[Xmca-l] Re: Spinoza on xmca

Henry G. Shonerd III hshonerd@gmail.com
Sat Sep 6 18:54:02 PDT 2014


David,
Buridan's Donkey is all of us when the social discourse is so entirely dominated by consumerism. Behavioral economists are on to the paradox of choice in a consumer society with so many options, forced on us by institutional arrangements (Andy's concepts) that profile selling and profit making, rather than living a life of quality. In fact selling and making a profit are our quality of life. What a sad life for us little people. No wonder the U.S. is so low compared to the rest of the world in measurements of happiness, as scientific as most measurement  Andy's description of the "asbestos project" (which deserves the kind of status that Buridan's Ass got), overreaching bosses have finally met their match.  And Shakespeare is replete with overreaching pride. If this isn't empirical confirmation for  Spinoza, with his views on the vanity of worldliness and the fatuousness of ambition, what is? I'm with Andy: Why can't adults just be adults? Now here's where I remember one of my maxims: all criticism is projection. So, we're all freaks. But some of us take themselves so seriously.
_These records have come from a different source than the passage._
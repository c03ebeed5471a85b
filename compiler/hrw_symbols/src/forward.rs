//! Forward resolution: hrw4u symbols to header-rewrite primitives.
//!
//! The parser calls into a [`Resolve`] implementation once per construct.
//! Every call validates the symbol against the section it appears in and
//! either returns the primitive text or a [`SymbolResolutionError`] naming the
//! symbol and section.

use hrw_diagnostic::SymbolResolutionError;
use hrw_ir::{intern, PoolKind, Section, SymbolKind};
use parking_lot::{Mutex, RwLock};

use crate::cache::{CacheStats, LookupCache};
use crate::config::ResolverConfig;
use crate::params::{unquote, MapParams, OpModifiers, OpTemplate, ValueCheck};
use crate::table::{Lookup, SymbolTables};
use crate::variables::{VarType, Variable, Variables};
use crate::Result;

/// Forward resolver protocol.
pub trait Resolve {
    /// Resolve an identifier used as a condition.
    ///
    /// Returns the condition text and whether a bare use is negatable.
    fn resolve_condition(&self, name: &str, section: Section) -> Result<(String, bool)>;

    /// Resolve `name = value`. An empty value on a keyed operator removes.
    fn resolve_assignment(&self, name: &str, value: &str, section: Section) -> Result<String>;

    /// Resolve `name += value`.
    fn resolve_add_assignment(&self, name: &str, value: &str, section: Section) -> Result<String>;

    /// Resolve a function call used inside a condition.
    fn resolve_function(&self, name: &str, args: &[&str], section: Section) -> Result<String>;

    /// Resolve a function call used as a statement.
    fn resolve_statement_function(&self, name: &str, args: &[&str], section: Section) -> Result<String>;

    /// Hook name for `section`; `None` for `VARS`.
    fn map_hook(&self, section: Section) -> Option<&'static str>;
}

/// Resolver over a set of symbol tables, with its own lookup cache and
/// variable bindings.
pub struct SymbolResolver {
    tables: &'static SymbolTables,
    config: ResolverConfig,
    cache: Mutex<LookupCache>,
    variables: RwLock<Variables>,
}

impl Default for SymbolResolver {
    fn default() -> Self {
        Self::new()
    }
}

impl SymbolResolver {
    /// Resolver over the built-in tables with default configuration.
    pub fn new() -> Self {
        Self::with_config(ResolverConfig::default())
    }

    pub fn with_config(config: ResolverConfig) -> Self {
        Self::with_tables(SymbolTables::builtin(), config)
    }

    pub fn with_tables(tables: &'static SymbolTables, config: ResolverConfig) -> Self {
        SymbolResolver {
            tables,
            config,
            cache: Mutex::new(LookupCache::new(config.cache_capacity)),
            variables: RwLock::new(Variables::new()),
        }
    }

    pub fn tables(&self) -> &'static SymbolTables {
        self.tables
    }

    pub fn config(&self) -> ResolverConfig {
        self.config
    }

    /// Drop every memoized lookup.
    pub fn invalidate(&self) {
        self.cache.lock().clear();
    }

    pub fn cache_stats(&self) -> CacheStats {
        self.cache.lock().stats()
    }

    /// Declare a `VARS` variable, binding it to the next free slot.
    pub fn declare_variable(&self, name: &str, ty: VarType) -> Result<Variable> {
        self.variables.write().declare(name, ty).cloned()
    }

    /// Snapshot of the declared variables.
    pub fn variables(&self) -> Variables {
        self.variables.read().clone()
    }

    /// The declared variable called `name`.
    pub fn variable(&self, name: &str) -> Option<Variable> {
        self.variables.read().get(name).cloned()
    }

    /// Table lookup through the cache. No section check.
    fn lookup<'a>(&self, kind: SymbolKind, name: &'a str) -> Option<Lookup<'a>> {
        let table = self.tables.table(kind);
        let params = self
            .cache
            .lock()
            .get_or_insert_with(kind, name, || table.lookup(name).map(|hit| hit.params))?;
        if self.config.debug {
            tracing::trace!(%kind, name, key = params.key, "symbol lookup");
        }
        Some(Lookup::for_name(params, name))
    }

    /// Look `name` up in one table and validate it for `section`.
    fn resolve_in<'a>(&self, kind: SymbolKind, name: &'a str, section: Section) -> Result<Option<Lookup<'a>>> {
        let Some(hit) = self.lookup(kind, name) else {
            return Ok(None);
        };
        if !hit.params.is_valid_in(section) {
            return Err(SymbolResolutionError::restricted(name, section));
        }
        if let Some(suffix) = hit.suffix {
            if !hit.params.suffix.validate(suffix) {
                return Err(SymbolResolutionError::InvalidSuffix {
                    name: name.to_owned(),
                    prefix: hit.params.key.to_owned(),
                    suffix: suffix.to_owned(),
                });
            }
        }
        Ok(Some(hit))
    }

    fn declared_variable(&self, name: &str, section: Section) -> Result<Option<Variable>> {
        match self.variable(name) {
            Some(_) if section == Section::Vars => Err(SymbolResolutionError::restricted(name, section)),
            found => Ok(found),
        }
    }

    fn function_primitive(&self, name: &str, args: &[&str], section: Section, quotes: ArgQuotes) -> Result<String> {
        let Some(hit) = self.resolve_in(SymbolKind::Function, name, section)? else {
            return Err(SymbolResolutionError::unknown(SymbolKind::Function, name));
        };
        check_arity(hit.params, args.len())?;
        Ok(render_function(hit.params, args, quotes))
    }

    /// Substitute `{ident}` and `{func(args)}` inside a string with the
    /// primitives they resolve to in `section`.
    ///
    /// Braces that do not enclose an identifier or call are kept verbatim.
    #[tracing::instrument(level = "trace", skip(self))]
    pub fn expand_interpolations(&self, text: &str, section: Section) -> Result<String> {
        let mut out = String::with_capacity(text.len());
        let mut rest = text;

        while let Some(open) = rest.find('{') {
            out.push_str(&rest[..open]);
            let after = &rest[open + 1..];
            match parse_interpolation(after) {
                Some((Interpolation::Ident(ident), consumed)) => {
                    out.push_str(&self.resolve_condition(ident, section)?.0);
                    rest = &after[consumed..];
                }
                Some((Interpolation::Call(name, args), consumed)) => {
                    let args: Vec<&str> = split_args(args);
                    out.push_str(&self.function_primitive(name, &args, section, ArgQuotes::Keep)?);
                    rest = &after[consumed..];
                }
                None => {
                    out.push('{');
                    rest = after;
                }
            }
        }
        out.push_str(rest);
        Ok(out)
    }
}

impl Resolve for SymbolResolver {
    #[tracing::instrument(level = "trace", skip(self))]
    fn resolve_condition(&self, name: &str, section: Section) -> Result<(String, bool)> {
        if let Some(var) = self.declared_variable(name, section)? {
            return Ok((var.condition_target(), var.is_negatable()));
        }

        if let Some(hit) = self.resolve_in(SymbolKind::Condition, name, section)? {
            let target = hit.params.render_target(hit.suffix);
            if self.config.debug {
                tracing::debug!(name, %section, %target, "resolved condition");
            }
            return Ok((target, hit.params.default_expr));
        }

        // Bare function use, e.g. `if internal { ... }`.
        if let Some(hit) = self.resolve_in(SymbolKind::Function, name, section)? {
            check_arity(hit.params, 0)?;
            return Ok((render_function(hit.params, &[], ArgQuotes::Strip), hit.params.default_expr));
        }

        Err(SymbolResolutionError::unknown(SymbolKind::Condition, name))
    }

    #[tracing::instrument(level = "trace", skip(self))]
    fn resolve_assignment(&self, name: &str, value: &str, section: Section) -> Result<String> {
        if let Some(var) = self.declared_variable(name, section)? {
            return var.assign(value);
        }

        if let Some(hit) = self.resolve_in(SymbolKind::Operator, name, section)? {
            return render_assignment(&hit, name, value);
        }

        if let Some(hit) = self.resolve_in(SymbolKind::StatementFunction, name, section)? {
            return render_call(hit.params, &[value]);
        }

        Err(SymbolResolutionError::unknown(SymbolKind::Operator, name))
    }

    #[tracing::instrument(level = "trace", skip(self))]
    fn resolve_add_assignment(&self, name: &str, value: &str, section: Section) -> Result<String> {
        if self.declared_variable(name, section)?.is_some() {
            return Err(SymbolResolutionError::invalid_argument(
                name,
                "cannot use += with variables",
            ));
        }

        let Some(hit) = self.resolve_in(SymbolKind::Operator, name, section)? else {
            return Err(SymbolResolutionError::unknown(SymbolKind::Operator, name));
        };
        match hit.params.op {
            Some(OpTemplate::Keyed { add: Some(add), .. }) => {
                check_value(hit.params, name, value)?;
                Ok(join_command(add, hit.suffix.map(|s| hit.params.normalize_suffix(s)), value))
            }
            _ => Err(SymbolResolutionError::invalid_argument(
                name,
                "+= is not supported for this operator",
            )),
        }
    }

    #[tracing::instrument(level = "trace", skip(self))]
    fn resolve_function(&self, name: &str, args: &[&str], section: Section) -> Result<String> {
        self.function_primitive(name, args, section, ArgQuotes::Strip)
    }

    #[tracing::instrument(level = "trace", skip(self))]
    fn resolve_statement_function(&self, name: &str, args: &[&str], section: Section) -> Result<String> {
        let Some(hit) = self.resolve_in(SymbolKind::StatementFunction, name, section)? else {
            return Err(SymbolResolutionError::unknown(SymbolKind::StatementFunction, name));
        };
        render_call(hit.params, args)
    }

    fn map_hook(&self, section: Section) -> Option<&'static str> {
        section.hook_name().map(|hook| intern(hook, PoolKind::Hook))
    }
}

fn is_empty_value(value: &str) -> bool {
    matches!(value.trim(), "" | "\"\"")
}

fn check_arity(params: &MapParams, count: usize) -> Result<()> {
    if params.arity.contains(count) {
        Ok(())
    } else {
        Err(SymbolResolutionError::invalid_argument(
            params.key,
            format!("expects {}, found {count}", params.arity),
        ))
    }
}

fn check_value(params: &MapParams, name: &str, value: &str) -> Result<()> {
    params
        .value
        .validate(value)
        .map_err(|reason| SymbolResolutionError::invalid_argument(name, reason))
}

/// Numbers and booleans are emitted bare, everything else as written.
fn render_value(params: &MapParams, value: &str) -> String {
    let value = value.trim();
    match params.value {
        ValueCheck::Int { .. } | ValueCheck::Bool => unquote(value).to_owned(),
        _ => value.to_owned(),
    }
}

fn join_command(cmd: &str, suffix: Option<String>, value: &str) -> String {
    let mut line = String::from(cmd);
    for part in suffix.as_deref().into_iter().chain(Some(value.trim())) {
        if !part.is_empty() {
            line.push(' ');
            line.push_str(part);
        }
    }
    line
}

fn render_assignment(hit: &Lookup<'_>, name: &str, value: &str) -> Result<String> {
    let params = hit.params;
    let suffix = hit.suffix.map(|s| params.normalize_suffix(s));
    match params.op {
        Some(OpTemplate::Value { cmd }) => {
            check_value(params, name, value)?;
            Ok(join_command(cmd, suffix, &render_value(params, value)))
        }
        Some(OpTemplate::Keyed { set, rm, .. }) => {
            if is_empty_value(value) {
                Ok(join_command(rm, suffix, ""))
            } else {
                check_value(params, name, value)?;
                Ok(join_command(set, suffix, &render_value(params, value)))
            }
        }
        Some(OpTemplate::Call { .. }) => render_call(params, &[value]),
        None => Err(SymbolResolutionError::invalid_argument(
            name,
            "symbol cannot be assigned",
        )),
    }
}

/// Whether function arguments lose their quotes when rendered.
///
/// Calls inside an interpolated string keep them; the string around the
/// call is already quoted for the header-rewrite engine.
#[derive(Copy, Clone, Eq, PartialEq, Debug)]
enum ArgQuotes {
    Strip,
    Keep,
}

fn render_function(params: &MapParams, args: &[&str], quotes: ArgQuotes) -> String {
    if args.is_empty() {
        return format!("%{{{}}}", params.target);
    }
    let args: Vec<&str> = args
        .iter()
        .map(|a| match quotes {
            ArgQuotes::Strip => strip_arg_quotes(a.trim()),
            ArgQuotes::Keep => a.trim(),
        })
        .collect();
    format!("%{{{}:{}}}", params.target, args.join(","))
}

/// Drop one level of `"..."` or `'...'` quoting.
fn strip_arg_quotes(arg: &str) -> &str {
    match arg.strip_prefix('\'') {
        Some(rest) => rest.strip_suffix('\'').unwrap_or(arg),
        None => unquote(arg),
    }
}

const NO_FIXED: &[&str] = &[];

/// `cmd FIXED... ARGS... [MODIFIERS]`.
fn render_call(params: &MapParams, args: &[&str]) -> Result<String> {
    check_arity(params, args.len())?;
    let (cmd, fixed, modifiers) = match params.op {
        Some(OpTemplate::Call {
            cmd,
            fixed,
            modifiers,
        }) => (cmd, fixed, modifiers),
        Some(template) => (template.command(), NO_FIXED, OpModifiers::empty()),
        None => (params.target, NO_FIXED, OpModifiers::empty()),
    };

    let mut line = String::from(cmd);
    for part in fixed.iter().copied().chain(args.iter().map(|a| a.trim())) {
        line.push(' ');
        line.push_str(part);
    }
    if !modifiers.is_empty() {
        line.push(' ');
        line.push_str(&modifiers.render());
    }
    Ok(line)
}

enum Interpolation<'a> {
    Ident(&'a str),
    Call(&'a str, &'a str),
}

/// Parse `ident}` or `name(args)}` at the start of `text` (just after `{`).
/// Returns the interpolation and the bytes consumed, closing brace included.
fn parse_interpolation(text: &str) -> Option<(Interpolation<'_>, usize)> {
    let end = text
        .find(|c: char| !(c.is_ascii_alphanumeric() || matches!(c, '.' | '-' | '_')))
        .unwrap_or(text.len());
    let ident = &text[..end];
    if !ident.starts_with(|c: char| c.is_ascii_alphabetic()) {
        return None;
    }
    match text[end..].chars().next()? {
        '}' => Some((Interpolation::Ident(ident), end + 1)),
        '(' => {
            let close = text[end..].find(')')? + end;
            if text[close + 1..].starts_with('}') {
                Some((Interpolation::Call(ident, &text[end + 1..close]), close + 2))
            } else {
                None
            }
        }
        _ => None,
    }
}

/// Split a call's argument text on top-level commas, respecting quotes.
pub(crate) fn split_args(text: &str) -> Vec<&str> {
    if text.trim().is_empty() {
        return Vec::new();
    }
    let mut args = Vec::new();
    let mut start = 0;
    let mut in_quotes = false;
    for (i, c) in text.char_indices() {
        match c {
            '"' => in_quotes = !in_quotes,
            ',' if !in_quotes => {
                args.push(text[start..i].trim());
                start = i + 1;
            }
            _ => {}
        }
    }
    args.push(text[start..].trim());
    args
}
I am thinking of guys like Stalin and Hitler. It's too bad they didn't get better talk therapy. 

On being a monist, what is to be done? If we're going material, we have to consider Heisenberg's principle of indeterminacy in measuring a quantum world, hence to whatever the brain is doing when thinking takes place. That doesn't mean that the quantum construal of the world is any "truer" than a Newtonian one, but it's a construal that one has to take into consideration when we engage the world. I think a dynamic systems approach to the development of cognition and action (Thelen and Smith, 1993 and 1994) blends well with a quantum world. In such a world, there is no blueprint for cognition or action available to the homunculus. There is only us human organisms engaged in a dialog with our environment, one largely created by humans, cultural. So, to engage the world, to have a life of meaning, I have no choice but to collaborate with others in good projects. From projects come narratives. A narrative of mental illness profiles the struggle with oneself: William James fought off depression on his way to a meaningful life. Baruch Spinoza's narrative profiles struggles with others in accomplishing his work. Cantor and Peirce got the double whammy, a synergy of insanity and bullying. Thanks to them, though not JUST to them, we are having this dialog. They are part of the dialog. I actually hear them talking to me. Just kidding! Maybe.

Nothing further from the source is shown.